How to add some symbol (or just add newline) if the numbers in the text are not continuous
Using grep
or sed
for doing this would not be recommended as grep
can't count and sed
is really difficult to do any kind of arithmetics in (it would have to be regular expression-based counting, a non-starter for most people except for the dedicated).

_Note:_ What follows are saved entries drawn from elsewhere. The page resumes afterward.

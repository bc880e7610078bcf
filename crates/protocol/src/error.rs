//! Error types for the protocol crate.

use thiserror::Error;

/// Errors produced while parsing a command line.
#[derive(Debug, Error, Clone, PartialEq, Eq)]
pub enum ParseError {
    /// The line contained no verb at all.
    #[error("empty command line")]
    Empty,

    /// The verb is not part of the command set.
    #[error("command not implemented: {0}")]
    Unknown(String),

    /// The verb is known but its arguments are malformed.
    ///
    /// The message is safe to echo back to the client verbatim.
    #[error("{0}")]
    Syntax(String),
}

/// Result type alias for protocol operations.
pub type Result<T> = std::result::Result<T, ParseError>;
//! # Skiff Daemon Library
//!
//! This crate provides the daemon (server) functionality for Skiff, a
//! multi-user file transfer service speaking a line-oriented, FTP-inspired
//! protocol over plain TCP.
//!
//! ## Overview
//!
//! The daemon is the core service. It provides:
//!
//! - **Authentication**: PBKDF2-hashed credentials in a SQLite user store
//! - **Sandboxed Storage**: every session is confined to its user's home
//! - **File Transfer**: uploads and downloads on the control connection,
//!   serialized per file by a lock registry
//! - **Provisioning**: a CLI for creating, removing, and listing users
//!
//! ## Architecture
//!
//! ```text
//! ┌─────────────────────────────────────────────────────────────┐
//! │                         Server                              │
//! │              (TCP accept loop, task per client)             │
//! ├─────────────────────────────────────────────────────────────┤
//! │                                                             │
//! │   ┌──────────────┐   one per connection                     │
//! │   │   Session    │   state machine + command dispatch       │
//! │   └──────┬───────┘                                          │
//! │          │                                                  │
//! │   ┌──────┴───────┬───────────────┬─────────────────────┐    │
//! │   │  User Store  │    Sandbox    │    Lock Registry    │    │
//! │   │  (SQLite)    │  (per user)   │     (per file)      │    │
//! │   └──────────────┴───────────────┴─────────────────────┘    │
//! └─────────────────────────────────────────────────────────────┘
//! ```
//!
//! ## Quick Start
//!
//! ```rust,no_run
//! use std::sync::Arc;
//! use daemon::{Config, Server, SessionOptions, UserStore};
//!
//! #[tokio::main]
//! async fn main() -> anyhow::Result<()> {
//!     let config = Config::load_default()?;
//!     config.validate()?;
//!
//!     let users = Arc::new(UserStore::open(
//!         &config.storage.db_path,
//!         config.auth.pbkdf2_iterations,
//!     )?);
//!
//!     let server = Server::bind(
//!         config.socket_addr(),
//!         users,
//!         SessionOptions::default(),
//!     )
//!     .await?;
//!     server.run().await?;
//!     Ok(())
//! }
//! ```
//!
//! ## Modules
//!
//! - [`config`]: Configuration loading and defaults
//! - [`auth`]: Password hashing and the user store
//! - [`files`]: Path sandbox and per-file locks
//! - [`session`]: Per-connection state machine and handlers
//! - [`server`]: TCP acceptor

pub mod auth;
pub mod config;
pub mod files;
pub mod server;
pub mod session;

// Re-export protocol for convenience
pub use protocol;

// Re-export config types for convenience
pub use config::Config;

// Re-export auth types for convenience
pub use auth::{Permissions, UserRecord, UserStore};

// Re-export files types for convenience
pub use files::{LockRegistry, Sandbox, SandboxError};

// Re-export session types for convenience
pub use session::{Session, SessionOptions};

// Re-export server type for convenience
pub use server::Server;
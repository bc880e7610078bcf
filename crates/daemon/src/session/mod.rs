//! Session management module.
//!
//! One session per accepted connection: the authentication state machine,
//! the command dispatcher, and the in-band file transfer I/O.

pub mod handler;

pub use handler::{Session, SessionOptions};
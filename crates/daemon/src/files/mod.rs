//! Filesystem access for sessions.
//!
//! This module provides the two pieces every file-touching command goes
//! through:
//! - Path resolution sandboxed to the user's home directory
//! - Per-file locks serializing concurrent transfers of the same file
//!
//! # Security
//!
//! All client-supplied paths are canonicalized and checked against the
//! session's home directory before any filesystem access. Traversal via
//! `..` and escapes via symlinks are both rejected.

pub mod locks;
pub mod sandbox;

pub use locks::LockRegistry;
pub use sandbox::{Sandbox, SandboxError};
#[tokio::test]
async fn test_traversal_rejected_for_every_command() {
    let server = TestServer::start(&[("alice", "alicepwd", full_access())]).await;
    // A file just outside the home that must stay unreachable.
    std::fs::write(server.root.path().join("homes/outside.txt"), "no").unwrap();

    let mut client = Client::connect(server.addr).await;
    client.login("alice", "alicepwd").await;

    for command in [
        "CWD ../",
        "RETR ../outside.txt",
        "STOR ../escape.txt 2",
        "DELE ../outside.txt",
    ] {
        let reply = client.cmd(command).await;
        assert!(
            reply.starts_with("550"),
            "command {command} got: {reply}"
        );
    }

    assert!(!server.root.path().join("homes/escape.txt").exists());
    assert!(server.root.path().join("homes/outside.txt").exists());
}

#[tokio::test]
async fn test_sessions_are_confined_to_their_own_home() {
    let server = TestServer::start(&[
        ("alice", "alicepwd", full_access()),
        ("bob", "bobpwd", full_access()),
    ])
    .await;
    std::fs::write(server.home("bob").join("private.txt"), "bob only").unwrap();

    let mut client = Client::connect(server.addr).await;
    client.login("alice", "alicepwd").await;

    let reply = client.cmd("RETR ../bob/private.txt").await;
    assert!(reply.starts_with("550"), "got: {reply}");
}

// =============================================================================
// Protocol edges
// =============================================================================

#[tokio::test]
async fn test_unknown_and_malformed_commands_keep_session_alive() {
    let server = TestServer::start(&[("alice", "alicepwd", full_access())]).await;
    let mut client = Client::connect(server.addr).await;

    assert_eq!(client.cmd("NOOP").await, "502 Command not implemented.");
    assert_eq!(client.cmd("USER").await, "501 Syntax: USER <name>");
    assert_eq!(client.cmd("STOR x notanumber").await, "501 Invalid size.");

    // The session is still usable afterwards.
    client.login("alice", "alicepwd").await;
    assert_eq!(client.cmd("PWD").await, "257 \"/\"");
}
//! Password hashing and verification.
//!
//! Digests are PBKDF2-HMAC-SHA256 with a random per-user salt. Both the
//! digest and the salt are stored hex-encoded next to each other in the
//! user store. Verification recomputes the digest with the stored salt
//! and compares in constant time, so a mismatch reveals nothing about
//! how close the guess was.
//!
//! Plaintext passwords never leave the stack frames of these functions.

use pbkdf2::pbkdf2_hmac_array;
use rand::RngCore;
use sha2::Sha256;
use subtle::ConstantTimeEq;
use thiserror::Error;

/// Salt length in bytes.
pub const SALT_LEN: usize = 16;

/// Digest length in bytes (SHA-256 output).
pub const DIGEST_LEN: usize = 32;

/// The lowest iteration count the daemon will accept from configuration.
pub const MIN_ITERATIONS: u32 = 100_000;

/// Default PBKDF2 work factor.
pub const DEFAULT_ITERATIONS: u32 = 200_000;

/// Errors raised when a stored credential cannot be interpreted.
#[derive(Debug, Error, PartialEq)]
pub enum PasswordError {
    /// The stored digest or salt is not valid hex.
    #[error("stored credential is not valid hex: {0}")]
    Encoding(#[from] hex::FromHexError),

    /// The decoded digest has the wrong length.
    #[error("stored digest has wrong length: expected {expected} bytes, got {got}")]
    DigestLength { expected: usize, got: usize },
}

/// Derive a digest for a new password.
///
/// Returns `(digest_hex, salt_hex)` with a freshly generated salt.
pub fn hash_password(password: &str, iterations: u32) -> (String, String) {
    let mut salt = [0u8; SALT_LEN];
    rand::thread_rng().fill_bytes(&mut salt);
    let digest = pbkdf2_hmac_array::<Sha256, DIGEST_LEN>(password.as_bytes(), &salt, iterations);
    (hex::encode(digest), hex::encode(salt))
}

/// Check a candidate password against a stored digest and salt.
///
/// The comparison is constant-time. An `Err` means the stored credential
/// itself is corrupt, not that the password was wrong.
pub fn verify_password(
    digest_hex: &str,
    salt_hex: &str,
    candidate: &str,
    iterations: u32,
) -> Result<bool, PasswordError> {
    let salt = hex::decode(salt_hex)?;
    let stored = hex::decode(digest_hex)?;
    if stored.len() != DIGEST_LEN {
        return Err(PasswordError::DigestLength {
            expected: DIGEST_LEN,
            got: stored.len(),
        });
    }

    let digest = pbkdf2_hmac_array::<Sha256, DIGEST_LEN>(candidate.as_bytes(), &salt, iterations);
    Ok(digest.as_slice().ct_eq(&stored).into())
}

#[cfg(test)]
mod tests {
    use super::*;

    // Keep test iterations low; the work factor is exercised by config
    // validation, not here.
    const TEST_ITERATIONS: u32 = 1_000;

    #[test]
    fn test_hash_then_verify() {
        let (digest, salt) = hash_password("hunter2", TEST_ITERATIONS);
        assert!(verify_password(&digest, &salt, "hunter2", TEST_ITERATIONS).unwrap());
    }

    #[test]
    fn test_wrong_password_fails() {
        let (digest, salt) = hash_password("hunter2", TEST_ITERATIONS);
        assert!(!verify_password(&digest, &salt, "hunter3", TEST_ITERATIONS).unwrap());
        assert!(!verify_password(&digest, &salt, "", TEST_ITERATIONS).unwrap());
    }

    #[test]
    fn test_wrong_iteration_count_fails() {
        let (digest, salt) = hash_password("hunter2", TEST_ITERATIONS);
        assert!(!verify_password(&digest, &salt, "hunter2", TEST_ITERATIONS + 1).unwrap());
    }

    #[test]
    fn test_salts_are_unique() {
        let (digest_a, salt_a) = hash_password("same", TEST_ITERATIONS);
        let (digest_b, salt_b) = hash_password("same", TEST_ITERATIONS);
        assert_ne!(salt_a, salt_b);
        assert_ne!(digest_a, digest_b);
    }

    #[test]
    fn test_encoded_lengths() {
        let (digest, salt) = hash_password("x", TEST_ITERATIONS);
        assert_eq!(digest.len(), DIGEST_LEN * 2);
        assert_eq!(salt.len(), SALT_LEN * 2);
    }

    #[test]
    fn test_corrupt_hex_is_an_error() {
        let (_, salt) = hash_password("x", TEST_ITERATIONS);
        let err = verify_password("not-hex", &salt, "x", TEST_ITERATIONS).unwrap_err();
        assert!(matches!(err, PasswordError::Encoding(_)));
    }

    #[test]
    fn test_truncated_digest_is_an_error() {
        let (digest, salt) = hash_password("x", TEST_ITERATIONS);
        let truncated = &digest[..16];
        let err = verify_password(truncated, &salt, "x", TEST_ITERATIONS).unwrap_err();
        assert_eq!(
            err,
            PasswordError::DigestLength {
                expected: DIGEST_LEN,
                got: 8
            }
        );
    }
}
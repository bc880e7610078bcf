//! Configuration management for the Skiff daemon.
//!
//! This module provides TOML-based configuration file loading and saving.
//! The default configuration path is `~/.config/skiff/config.toml`.

use std::fs;
use std::net::{IpAddr, SocketAddr};
use std::path::{Path, PathBuf};

use anyhow::{Context, Result};
use serde::{Deserialize, Serialize};
use thiserror::Error;

use crate::auth::MIN_ITERATIONS;

/// Configuration validation errors.
#[derive(Debug, Error, PartialEq)]
pub enum ConfigError {
    #[error("bind_addr is not a valid IP address: {0}")]
    InvalidBindAddr(String),

    #[error("port must not be 0")]
    InvalidPort,

    #[error("pbkdf2_iterations must be at least {MIN_ITERATIONS}, got {0}")]
    InvalidIterations(u32),

    #[error("log_level must be one of: trace, debug, info, warn, error; got {0}")]
    InvalidLogLevel(String),
}

/// Valid log level values for tracing configuration.
const VALID_LOG_LEVELS: &[&str] = &["trace", "debug", "info", "warn", "error"];

/// Main configuration structure for the Skiff daemon.
#[derive(Debug, Clone, Serialize, Deserialize, PartialEq, Default)]
#[serde(default)]
pub struct Config {
    /// General daemon configuration.
    pub daemon: DaemonConfig,

    /// Listen socket configuration.
    pub server: ServerConfig,

    /// Storage locations.
    pub storage: StorageConfig,

    /// Authentication settings.
    pub auth: AuthConfig,
}

/// General daemon configuration.
#[derive(Debug, Clone, Serialize, Deserialize, PartialEq)]
#[serde(default)]
pub struct DaemonConfig {
    /// Logging level (trace, debug, info, warn, error).
    pub log_level: String,
}

/// Listen socket configuration.
#[derive(Debug, Clone, Serialize, Deserialize, PartialEq)]
#[serde(default)]
pub struct ServerConfig {
    /// Address to bind.
    pub bind_addr: String,

    /// TCP port to listen on.
    pub port: u16,

    /// Close connections idle for this many seconds (0 = never).
    pub idle_timeout_secs: u64,
}

/// Storage locations.
#[derive(Debug, Clone, Serialize, Deserialize, PartialEq)]
#[serde(default)]
pub struct StorageConfig {
    /// Path of the user database.
    pub db_path: PathBuf,

    /// Directory under which per-user homes are provisioned by default.
    pub homes_root: PathBuf,
}

/// Authentication settings.
#[derive(Debug, Clone, Serialize, Deserialize, PartialEq)]
#[serde(default)]
pub struct AuthConfig {
    /// PBKDF2 work factor for password digests.
    pub pbkdf2_iterations: u32,

    /// Close a connection after this many failed logins (0 = unlimited).
    pub max_login_failures: u32,
}

impl Default for DaemonConfig {
    fn default() -> Self {
        Self {
            log_level: "info".to_string(),
        }
    }
}

impl Default for ServerConfig {
    fn default() -> Self {
        Self {
            bind_addr: "0.0.0.0".to_string(),
            port: protocol::DEFAULT_PORT,
            idle_timeout_secs: 0,
        }
    }
}

impl Default for StorageConfig {
    fn default() -> Self {
        let data_dir = default_data_dir();
        Self {
            db_path: data_dir.join("users.db"),
            homes_root: data_dir.join("homes"),
        }
    }
}

impl Default for AuthConfig {
    fn default() -> Self {
        Self {
            pbkdf2_iterations: crate::auth::DEFAULT_ITERATIONS,
            max_login_failures: 0,
        }
    }
}

/// Returns the default configuration file path.
pub fn default_config_path() -> PathBuf {
    dirs::config_dir()
        .unwrap_or_else(|| PathBuf::from("."))
        .join("skiff")
        .join("config.toml")
}

/// Returns the default data directory path.
fn default_data_dir() -> PathBuf {
    dirs::data_local_dir()
        .unwrap_or_else(|| PathBuf::from("."))
        .join("skiff")
}

impl Config {
    /// Load configuration from a specific file.
    pub fn load(path: &Path) -> Result<Self> {
        let contents = fs::read_to_string(path)
            .with_context(|| format!("Failed to read config file: {}", path.display()))?;
        let config: Config = toml::from_str(&contents)
            .with_context(|| format!("Failed to parse config file: {}", path.display()))?;
        Ok(config)
    }

    /// Load configuration from the default path, falling back to defaults
    /// if no file exists there.
    pub fn load_default() -> Result<Self> {
        let path = default_config_path();
        if path.exists() {
            Self::load(&path)
        } else {
            Ok(Self::default())
        }
    }

    /// Write the configuration as TOML, creating parent directories.
    pub fn save(&self, path: &Path) -> Result<()> {
        if let Some(parent) = path.parent() {
            fs::create_dir_all(parent)
                .with_context(|| format!("Failed to create directory: {}", parent.display()))?;
        }
        let contents = toml::to_string_pretty(self).context("Failed to serialize config")?;
        fs::write(path, contents)
            .with_context(|| format!("Failed to write config file: {}", path.display()))?;
        Ok(())
    }

    /// Apply environment variable overrides to the configuration.
    ///
    /// Environment variables take precedence over config file values.
    /// Supported variables:
    /// - SKIFF_PORT: Override the listen port
    /// - SKIFF_LOG_LEVEL: Override log level (trace, debug, info, warn, error)
    pub fn apply_env_overrides(&mut self) {
        if let Ok(port) = std::env::var("SKIFF_PORT") {
            if let Ok(port) = port.parse::<u16>() {
                tracing::info!("Overriding port from environment: {}", port);
                self.server.port = port;
            }
        }

        if let Ok(level) = std::env::var("SKIFF_LOG_LEVEL") {
            if !level.is_empty() {
                tracing::info!("Overriding log_level from environment: {}", level);
                self.daemon.log_level = level;
            }
        }
    }

    /// Validate the configuration values.
    ///
    /// Returns an error if any configuration value is outside the valid range.
    pub fn validate(&self) -> Result<(), ConfigError> {
        if self.server.bind_addr.parse::<IpAddr>().is_err() {
            return Err(ConfigError::InvalidBindAddr(self.server.bind_addr.clone()));
        }

        if self.server.port == 0 {
            return Err(ConfigError::InvalidPort);
        }

        // Weak digests are a provisioning hazard, not a runtime choice.
        if self.auth.pbkdf2_iterations < MIN_ITERATIONS {
            return Err(ConfigError::InvalidIterations(self.auth.pbkdf2_iterations));
        }

        let level = self.daemon.log_level.to_lowercase();
        if !VALID_LOG_LEVELS.contains(&level.as_str()) {
            return Err(ConfigError::InvalidLogLevel(self.daemon.log_level.clone()));
        }

        Ok(())
    }

    /// The socket address the server should bind.
    ///
    /// Call [`Config::validate`] first; an invalid `bind_addr` panics here.
    pub fn socket_addr(&self) -> SocketAddr {
        let ip: IpAddr = self
            .server
            .bind_addr
            .parse()
            .unwrap_or_else(|_| panic!("bind_addr validated earlier: {}", self.server.bind_addr));
        SocketAddr::new(ip, self.server.port)
    }

    /// Idle timeout as a `Duration`, `None` when disabled.
    pub fn idle_timeout(&self) -> Option<std::time::Duration> {
        match self.server.idle_timeout_secs {
            0 => None,
            secs => Some(std::time::Duration::from_secs(secs)),
        }
    }
}
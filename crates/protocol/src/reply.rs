//! Server replies.
//!
//! Every server response line is `<3-digit code> <text>` followed by CRLF.
//! The codes mirror FTP conventions but the set is reduced to what the
//! protocol actually uses.

use std::fmt;

/// The 3-digit status codes the server emits.
#[derive(Debug, Clone, Copy, PartialEq, Eq)]
#[repr(u16)]
pub enum ReplyCode {
    /// Ready to transfer; for downloads the text is the byte count.
    TransferStarting = 150,
    /// Greeting sent when a connection is accepted.
    ServiceReady = 220,
    /// Goodbye, sent in response to QUIT.
    Goodbye = 221,
    /// Transfer or listing completed successfully.
    TransferComplete = 226,
    /// Login successful.
    LoggedIn = 230,
    /// Simple success (CWD, DELE).
    FileActionOk = 250,
    /// PWD result; the text is the quoted path.
    PathCreated = 257,
    /// Username accepted, password required.
    NeedPassword = 331,
    /// Transfer aborted (incomplete upload).
    TransferAborted = 426,
    /// Syntax error in arguments.
    SyntaxError = 501,
    /// Command not implemented.
    NotImplemented = 502,
    /// Command out of sequence (e.g. PASS before USER).
    BadSequence = 503,
    /// Not logged in, or credentials rejected.
    NotLoggedIn = 530,
    /// Requested action failed (permissions, missing file, bad path).
    ActionFailed = 550,
}

impl ReplyCode {
    /// The numeric wire value.
    pub fn code(self) -> u16 {
        self as u16
    }
}

/// One reply line, ready to be written to the control connection.
#[derive(Debug, Clone, PartialEq, Eq)]
pub struct Reply {
    pub code: ReplyCode,
    pub text: String,
}

impl Reply {
    /// Build a reply from a code and its human-readable text.
    pub fn new(code: ReplyCode, text: impl Into<String>) -> Self {
        Self {
            code,
            text: text.into(),
        }
    }

    /// Render the CRLF-terminated wire form.
    pub fn to_line(&self) -> String {
        format!("{} {}\r\n", self.code.code(), self.text)
    }
}

impl fmt::Display for Reply {
    fn fmt(&self, f: &mut fmt::Formatter<'_>) -> fmt::Result {
        write!(f, "{} {}", self.code.code(), self.text)
    }
}
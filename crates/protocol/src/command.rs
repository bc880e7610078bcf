//! Command parsing.
//!
//! One input line maps to one [`Command`] variant. The verb is
//! case-normalized before lookup, so `retr`, `Retr` and `RETR` are the
//! same command. Arguments are whitespace-separated; a wrong argument
//! count is a syntax error carrying the usage string the server echoes
//! back to the client.

use crate::error::ParseError;

/// A fully parsed client command.
///
/// Dispatch happens by matching on this enum; an unimplemented verb can
/// never reach a handler because parsing rejects it first.
#[derive(Debug, Clone, PartialEq, Eq)]
pub enum Command {
    /// `USER <name>` — begin authentication.
    User { name: String },
    /// `PASS <password>` — complete authentication.
    Pass { password: String },
    /// `PWD` — report the working directory relative to home.
    Pwd,
    /// `CWD <dir>` — change the working directory.
    Cwd { dir: String },
    /// `LIST` — list the working directory.
    List,
    /// `RETR <name>` — download a file.
    Retr { name: String },
    /// `STOR <name> <size>` — upload a file of exactly `size` bytes.
    Stor { name: String, size: u64 },
    /// `DELE <name>` — delete a file.
    Dele { name: String },
    /// `QUIT` — end the session.
    Quit,
}

impl Command {
    /// Parse one command line (CRLF already stripped).
    pub fn parse(line: &str) -> Result<Self, ParseError> {
        let mut parts = line.split_whitespace();
        let verb = parts.next().ok_or(ParseError::Empty)?.to_uppercase();
        let args: Vec<&str> = parts.collect();

        match verb.as_str() {
            "USER" => match args.as_slice() {
                [name] => Ok(Command::User {
                    name: (*name).to_string(),
                }),
                _ => Err(syntax("USER <name>")),
            },
            "PASS" => match args.as_slice() {
                [password] => Ok(Command::Pass {
                    password: (*password).to_string(),
                }),
                _ => Err(syntax("PASS <password>")),
            },
            "PWD" => Ok(Command::Pwd),
            "CWD" => match args.as_slice() {
                [dir] => Ok(Command::Cwd {
                    dir: (*dir).to_string(),
                }),
                _ => Err(syntax("CWD <dir>")),
            },
            "LIST" => Ok(Command::List),
            "RETR" => match args.as_slice() {
                [name] => Ok(Command::Retr {
                    name: (*name).to_string(),
                }),
                _ => Err(syntax("RETR <file>")),
            },
            "STOR" => match args.as_slice() {
                [name, size] => {
                    let size: u64 = size
                        .parse()
                        .map_err(|_| ParseError::Syntax("Invalid size.".to_string()))?;
                    Ok(Command::Stor {
                        name: (*name).to_string(),
                        size,
                    })
                }
                _ => Err(syntax("STOR <filename> <size>")),
            },
            "DELE" => match args.as_slice() {
                [name] => Ok(Command::Dele {
                    name: (*name).to_string(),
                }),
                _ => Err(syntax("DELE <file>")),
            },
            "QUIT" => Ok(Command::Quit),
            _ => Err(ParseError::Unknown(verb)),
        }
    }

    /// The canonical verb for this command, for logging.
    pub fn verb(&self) -> &'static str {
        match self {
            Command::User { .. } => "USER",
            Command::Pass { .. } => "PASS",
            Command::Pwd => "PWD",
            Command::Cwd { .. } => "CWD",
            Command::List => "LIST",
            Command::Retr { .. } => "RETR",
            Command::Stor { .. } => "STOR",
            Command::Dele { .. } => "DELE",
            Command::Quit => "QUIT",
        }
    }
}

fn syntax(usage: &str) -> ParseError {
    ParseError::Syntax(format!("Syntax: {usage}"))
}
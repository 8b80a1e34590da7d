//! Stopword filtering
//!
//! English stopwords from the `stop-words` crate (its NLTK list, enabled by
//! the `nltk` feature), extended with a fixed list
//! of common function words. The extended list alone doubles as a fallback
//! when the full list is unavailable.

use rustc_hash::FxHashSet;
use stop_words::{get, LANGUAGE};

/// Function words always treated as stopwords
pub const EXTENDED_STOPWORDS: &[&str] = &[
    "the", "a", "an", "and", "or", "but", "in", "on", "at", "to", "for", "of", "with", "by",
    "is", "are", "was", "were", "be", "been", "being", "have", "has", "had", "do", "does", "did",
    "will", "would", "could", "should", "may", "might", "must", "can",
];

/// A filter for removing stopwords from text
#[derive(Debug, Clone)]
pub struct StopwordFilter {
    /// Set of stopwords (lowercase)
    stopwords: FxHashSet<String>,
}

impl Default for StopwordFilter {
    fn default() -> Self {
        Self::english_extended()
    }
}

impl StopwordFilter {
    /// Standard English stopwords
    pub fn english() -> Self {
        Self::from_list(get(LANGUAGE::English))
    }

    /// Standard English stopwords unioned with [`EXTENDED_STOPWORDS`]
    pub fn english_extended() -> Self {
        let mut filter = Self::english();
        filter.add_stopwords(EXTENDED_STOPWORDS);
        filter
    }

    /// Only the [`EXTENDED_STOPWORDS`] list
    pub fn fallback() -> Self {
        Self::from_list(EXTENDED_STOPWORDS)
    }

    /// A filter that keeps every word
    pub fn empty() -> Self {
        Self::from_list::<[&str; 0]>([])
    }

    /// Filter built from `words`, lowercased
    pub fn from_list<I>(words: I) -> Self
    where
        I: IntoIterator,
        I::Item: AsRef<str>,
    {
        let mut filter = Self {
            stopwords: FxHashSet::default(),
        };
        filter.add_stopwords(words);
        filter
    }

    pub fn add_stopwords<I>(&mut self, words: I)
    where
        I: IntoIterator,
        I::Item: AsRef<str>,
    {
        self.stopwords
            .extend(words.into_iter().map(|w| w.as_ref().to_lowercase()));
    }

    /// Check if a word is a stopword (case-insensitive)
    pub fn is_stopword(&self, word: &str) -> bool {
        if self.stopwords.contains(word) {
            return true;
        }
        word.chars().any(char::is_uppercase) && self.stopwords.contains(&word.to_lowercase())
    }

    pub fn len(&self) -> usize {
        self.stopwords.len()
    }

    pub fn is_empty(&self) -> bool {
        self.stopwords.is_empty()
    }
}

#[cfg(test)]
mod tests {
    use super::*;

    #[test]
    fn test_english_stopwords() {
        let filter = StopwordFilter::english();

        assert!(filter.is_stopword("the"));
        assert!(filter.is_stopword("The"));
        assert!(filter.is_stopword("is"));
        assert!(!filter.is_stopword("machine"));
        assert!(!filter.is_stopword("learning"));
    }

    #[test]
    fn test_content_words_are_not_stopwords() {
        let filter = StopwordFilter::english_extended();

        for word in ["research", "information", "computer", "problem", "results", "system"] {
            assert!(!filter.is_stopword(word), "{word} filtered");
        }
        // The short function-word list, not a broad vocabulary
        assert!(filter.len() < 400, "{} stopwords", filter.len());
    }

    #[test]
    fn test_extended_contains_function_words() {
        let filter = StopwordFilter::english_extended();

        for word in EXTENDED_STOPWORDS {
            assert!(filter.is_stopword(word), "missing {word}");
        }
        assert!(filter.len() >= StopwordFilter::english().len());
    }

    #[test]
    fn test_fallback_is_extended_list_only() {
        let filter = StopwordFilter::fallback();

        assert_eq!(filter.len(), EXTENDED_STOPWORDS.len());
        assert!(filter.is_stopword("might"));
        assert!(!filter.is_stopword("networks"));
    }

    #[test]
    fn test_custom_stopwords() {
        let mut filter = StopwordFilter::from_list(["custom", "words"]);

        assert!(filter.is_stopword("custom"));
        assert!(filter.is_stopword("WORDS"));
        assert!(!filter.is_stopword("the"));

        filter.add_stopwords(vec!["Extra".to_string()]);
        assert!(filter.is_stopword("extra"));
    }

    #[test]
    fn test_empty_filter() {
        let filter = StopwordFilter::empty();

        assert!(!filter.is_stopword("the"));
        assert!(filter.is_empty());
    }
}
//! Summarization pipeline
//!
//! [`runner::Summarizer`] drives a document through segmentation, topic
//! extraction, graph construction, ranking, cleaning, and structuring.
//! [`observer`] exposes hooks at stage boundaries and [`validation`] checks
//! configurations before they are used.

pub mod observer;
pub mod runner;
pub mod validation;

$ awk -F '[<>]' '{ while ($2 >= ++nr) print "---"; print }' file
A<0>
A<1>
A_D2<2>
A_D2<3>
A<4>
---
A_D2<6>
---
---
A<9>
A_D2<10>
---
---
A<13>
The awk
code assumes that 0
should be the first number, and then maintains the wanted line number for the current line in the variable nr
. If a number is read from the input that requires one or several lines to be inserted, this is done by the while
loop (which also increments the nr
variable).
The number in <...>
is parsed out by specifying that <
and >
should be used as field delimiters. The number is then in $2
(the 2nd field).
This is probably far from efficient...
$ tr '<' '\t' < testfile | tr '>' ' ' \
| awk '{ while (NR + shift <= $2) { print "-----"; shift++ }; print }' \
| tr '\t' '<' \
| tr ' ' '>'
A<0>
A<1>
A_D2<2>
A_D2<3>
A<4>
-----
A_D2<6>
-----
-----
A<9>
A_D2<10>
-----
-----
A<13>
First, I use tr
to get two tab-separated fields from the file.
Second, I use tr
again to replace '>' with a space, because otherwise my awk command will fail :-/
The awk-professionals around here will likely laugh now :-)
Third, the awk
-command will compare the number of rows processed to the second field. If the number of rows is smaller, it will print the marker and increase shift
which is added to the number of rows in the previous comparison.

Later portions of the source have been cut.